Dataset entries
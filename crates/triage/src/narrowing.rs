//! Narrowing (coercion) prompts for detected episode ambiguity.
//!
//! When the safety assessor blocks a commit, the conversation is steered
//! back to the current problem with exactly one literal string per status.
//! No templates, no randomization.  The strings acknowledge, state what was
//! detected, and assert the constraint — they never ask the patient to
//! resolve the ambiguity, never use the word "episode", and never invite a
//! freeform explanation.

use anyhow::{bail, Result};

use crate::safety::EpisodeSafetyStatus;

const MULTIPLE_PROMPT: &str = "Thank you — it sounds like your last answer may have mentioned \
more than one problem.\nTo avoid mixing things up, I'm going to focus on the current problem \
for now.";

const PIVOT_PROMPT: &str = "Thank you — it sounds like your last answer may have mentioned a \
different problem.\nTo avoid mixing things up, I'm going to focus on the current problem for \
now.";

/// The coercion text for a non-safe status.  Calling this with
/// `SafeToExtract` is a caller error and fails accordingly.
pub fn narrowing_prompt(status: EpisodeSafetyStatus) -> Result<&'static str> {
    match status {
        EpisodeSafetyStatus::AmbiguousMultiple => Ok(MULTIPLE_PROMPT),
        EpisodeSafetyStatus::AmbiguousPivot => Ok(PIVOT_PROMPT),
        EpisodeSafetyStatus::SafeToExtract => {
            bail!("narrowing_prompt called with SAFE_TO_EXTRACT - caller error")
        }
    }
}

#[cfg(test)]
mod tests {
    use crate::safety::EpisodeSafetyStatus;

    use super::narrowing_prompt;

    #[test]
    fn each_ambiguous_status_has_exactly_one_literal() {
        let multiple = narrowing_prompt(EpisodeSafetyStatus::AmbiguousMultiple).unwrap();
        let pivot = narrowing_prompt(EpisodeSafetyStatus::AmbiguousPivot).unwrap();
        assert_ne!(multiple, pivot);
        assert!(multiple.contains("more than one problem"));
        assert!(pivot.contains("a different problem"));
    }

    #[test]
    fn prompts_never_mention_episodes_or_ask_for_resolution() {
        for status in [
            EpisodeSafetyStatus::AmbiguousMultiple,
            EpisodeSafetyStatus::AmbiguousPivot,
        ] {
            let text = narrowing_prompt(status).unwrap().to_lowercase();
            assert!(!text.contains("episode"));
            assert!(!text.contains('?'));
        }
    }

    #[test]
    fn safe_status_is_a_caller_error() {
        assert!(narrowing_prompt(EpisodeSafetyStatus::SafeToExtract).is_err());
    }
}
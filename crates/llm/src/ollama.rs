use async_trait::async_trait;
use serde_json::json;
use tracing::debug;

use crate::{GenerateJson, LlmError};

/// HTTP client for an Ollama-compatible `/api/generate` endpoint.
///
/// `format: "json"` constrains decoding to valid JSON where the runtime
/// supports it; the parser still treats the output as untrusted text.
#[derive(Debug, Clone)]
pub struct OllamaClient {
    client: reqwest::Client,
    model: String,
    base_url: String,
}

impl OllamaClient {
    /// `OLLAMA_BASE_URL` overrides the configured base URL at construction.
    pub fn new(model: impl Into<String>, base_url: impl Into<String>) -> Self {
        let base_url = std::env::var("OLLAMA_BASE_URL").unwrap_or_else(|_| base_url.into());
        Self {
            client: reqwest::Client::new(),
            model: model.into(),
            base_url,
        }
    }

    pub fn model(&self) -> &str {
        &self.model
    }
}

#[async_trait]
impl GenerateJson for OllamaClient {
    async fn generate_json(
        &self,
        prompt: &str,
        max_tokens: u32,
        temperature: f32,
    ) -> Result<String, LlmError> {
        let endpoint = format!("{}/api/generate", self.base_url.trim_end_matches('/'));
        let payload = json!({
            "model": self.model,
            "prompt": prompt,
            "stream": false,
            "format": "json",
            "options": {
                "temperature": temperature,
                "num_predict": max_tokens,
            },
        });

        debug!(model = %self.model, prompt_len = prompt.len(), "sending extraction prompt");
        let response = self.client.post(&endpoint).json(&payload).send().await?;

        let status = response.status();
        if !status.is_success() {
            let body = response.text().await.unwrap_or_default();
            return Err(LlmError::Status { status: status.as_u16(), body });
        }

        let body: serde_json::Value = response.json().await?;
        let completion = body
            .get("response")
            .and_then(serde_json::Value::as_str)
            .ok_or(LlmError::MissingCompletion)?;

        debug!(completion_len = completion.len(), "completion received");
        Ok(completion.trim().to_string())
    }
}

§ TASK ITEM: What is needed is every line from the beginning of the data up to and including the line with "state what was", given again word for word.

§ ANSWER TO THIS PROBLEM:
filename crates/triage/src/narrowing.rs
//! Narrowing (coercion) prompts for detected episode ambiguity.
//!
//! When the safety assessor blocks a commit, the conversation is steered
//! back to the current problem with exactly one literal string per status.
//! No templates, no randomization.  The strings acknowledge, state what was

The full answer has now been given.